Bell bounds through the snow beside me, her joy untouched by the slow collapse of my world. Out here, I can breathe—escape Mason’s hovering, the tests buried under tissues in the trash, and the decisions already made for me.
I need a moment.
Just one moment to breathe.
Cry in solitude before I piece myself back together.
I sink into the snow, bury my face in my hands, and let it out.
There’s no one here to judge, no one to witness the wreckage. I grieve for the girl always left behind, who never knew the meaning of family. For the woman who wanted it so desperately, she married the wrong man to get it. For this baby, I already want more than anything. I know I could choose not to have it, but this is my chance to finally have what I’ve wanted all my life: a family of my own.
And mostly, I cry for what this all means—the hope I hardly dared to feel.
Footsteps crunch up the drive, shattering the fragile stillness. I don’t need to look up. I know his stride. When I finally lift my head, concern marks every line of James’s face. He takes in the sight of me kneeling in the snow, tears frozen on my cheeks.
Grasping for a shred of bravado, I force a smile. “Fancy meeting you here.”
“What’s wrong?” He’s next to me in two quick strides.
“I’m fine. Just thinking.”
“Hey, I can be your friend. I’m a pretty good listener.”
“No. It’s nothing… I can’t talk about it with you.”
James exhales, tipping his head toward the sky. Beads of sweat trail down his cheek. His breath is still ragged from his run. “Did you talk to a doctor today, or did Jules give you some insight into what’s going on?”
Bracing against something colder than the night air, I hug my arms around myself. “Yeah, something like that. But I don’t want to talk about it.”

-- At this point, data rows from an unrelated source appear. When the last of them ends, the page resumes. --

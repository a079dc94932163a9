//! Metrics collection for observability
//!
//! This module provides Prometheus metrics for monitoring the ledger.
//!
//! # Metrics
//!
//! - `ledger_commits_total` - Committed ambient transactions
//! - `ledger_aborts_total` - Transactions aborted by an invariant violation
//! - `ledger_entries_written_total` - Entry rows written by committed transactions
//! - `ledger_commit_duration_seconds` - Histogram of commit latencies

use prometheus::{Histogram, HistogramOpts, IntCounter, Opts, Registry};
use std::sync::Arc;

/// Metrics collector
#[derive(Clone)]
pub struct Metrics {
    /// Committed ambient transactions
    pub commits_total: IntCounter,

    /// Transactions aborted at commit by an invariant violation
    pub aborts_total: IntCounter,

    /// Entry rows written by committed transactions
    pub entries_written_total: IntCounter,

    /// Commit duration histogram
    pub commit_duration: Histogram,

    /// Prometheus registry
    pub registry: Arc<Registry>,
}

impl Metrics {
    /// Create new metrics collector
    pub fn new() -> prometheus::Result<Self> {
        let registry = Arc::new(Registry::new());

        let commits_total = IntCounter::with_opts(Opts::new(
            "ledger_commits_total",
            "Committed ambient transactions",
        ))?;
        registry.register(Box::new(commits_total.clone()))?;

        let aborts_total = IntCounter::with_opts(Opts::new(
            "ledger_aborts_total",
            "Transactions aborted by an invariant violation",
        ))?;
        registry.register(Box::new(aborts_total.clone()))?;

        let entries_written_total = IntCounter::with_opts(Opts::new(
            "ledger_entries_written_total",
            "Entry rows written by committed transactions",
        ))?;
        registry.register(Box::new(entries_written_total.clone()))?;

        let commit_duration = Histogram::with_opts(
            HistogramOpts::new(
                "ledger_commit_duration_seconds",
                "Histogram of commit latencies",
            )
            .buckets(vec![0.001, 0.005, 0.010, 0.025, 0.050, 0.100, 0.250, 0.500, 1.0]),
        )?;
        registry.register(Box::new(commit_duration.clone()))?;

        Ok(Self {
            commits_total,
            aborts_total,
            entries_written_total,
            commit_duration,
            registry,
        })
    }

    /// Record a successful commit
    pub fn record_commit(&self, duration_seconds: f64) {
        self.commits_total.inc();
        self.commit_duration.observe(duration_seconds);
    }

    /// Record an aborted commit
    pub fn record_abort(&self) {
        self.aborts_total.inc();
    }

    /// Record entry rows written
    pub fn record_entries_written(&self, count: u64) {
        self.entries_written_total.inc_by(count);
    }

    /// Get metrics registry
    pub fn registry(&self) -> &Registry {
        &self.registry
    }
}

impl Default for Metrics {
    fn default() -> Self {
        Self::new().expect("Failed to create metrics")
    }
}

#[cfg(test)]
mod tests {
    use super::*;

    #[test]
    fn test_metrics_creation() {
        let metrics = Metrics::new().unwrap();
        assert_eq!(metrics.commits_total.get(), 0);
        assert_eq!(metrics.aborts_total.get(), 0);
    }

    #[test]
    fn test_record_commit_and_abort() {
        let metrics = Metrics::new().unwrap();
        metrics.record_commit(0.002);
        metrics.record_commit(0.004);
        metrics.record_abort();
        assert_eq!(metrics.commits_total.get(), 2);
        assert_eq!(metrics.aborts_total.get(), 1);
    }

    #[test]
    fn test_record_entries_written() {
        let metrics = Metrics::new().unwrap();
        metrics.record_entries_written(4);
        metrics.record_entries_written(2);
        assert_eq!(metrics.entries_written_total.get(), 6);
    }
}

“Why not?” James takes a step closer, his body blocking the wind, creating a pocket of stillness around us. His scent, cedar and something distinctly him, wraps around me in this cocoon.
My lips purse as I exhale, the fog of my breath mingling with his. “Because...I don’t think I can handle any more truths with you.”
He lets out a low chuckle, the sound reverberating through me. Under the soft glow of the moon, I glimpse the ghost of another life. One where we met at a different time, in a different place. Where I wasn’t who I am now. But this isn't a fairytale with an easy ending. The tests in the bathroom trash have already written our tragedy. There’s no world where I can keep the Wallises and explore whatever this is with him. I’d lose everything. So I do what I’ve always done. I perform.
“You’ve passed the test. I’ll tell Ivy you’re a keeper.”
My smile stays fixed, wide and polished. I ignore the bitter taste the words leave in my mouth and the twist in my gut when I see the disbelief on his face.
“That’s it? That’s what you think this is?” he scoffs.
I tilt my head back and let snowflakes kiss my skin. They fall and melt, disguising the tears threatening to spill. With gentle fingers, he brushes away a flake and cradles my chin, guiding my eyes to meet his.
“Can you honestly tell me you don’t feel this between us?”
We stare at each other, unmoving, the weight of his question orbiting like a comet through the dark.
“I’m not an option, James. Go to Ivy, or move on from her. But leave me out of it.”
His silence stretches, but I don’t dare fill the space.
“Sydney, what are you not telling me? What happened? I know this can’t all be in my head.”
My hand drifts to my stomach before I can stop it. I drop it quickly, but his eyes follow, narrowing. “Nothing that changes anything. I’m going inside to my husband. That’s the end of it.”
He doesn’t move.
“Bell, come.” I keep my steps steady as I climb the stairs, back straight. I can feel James watching, dissecting me. But I don’t look back.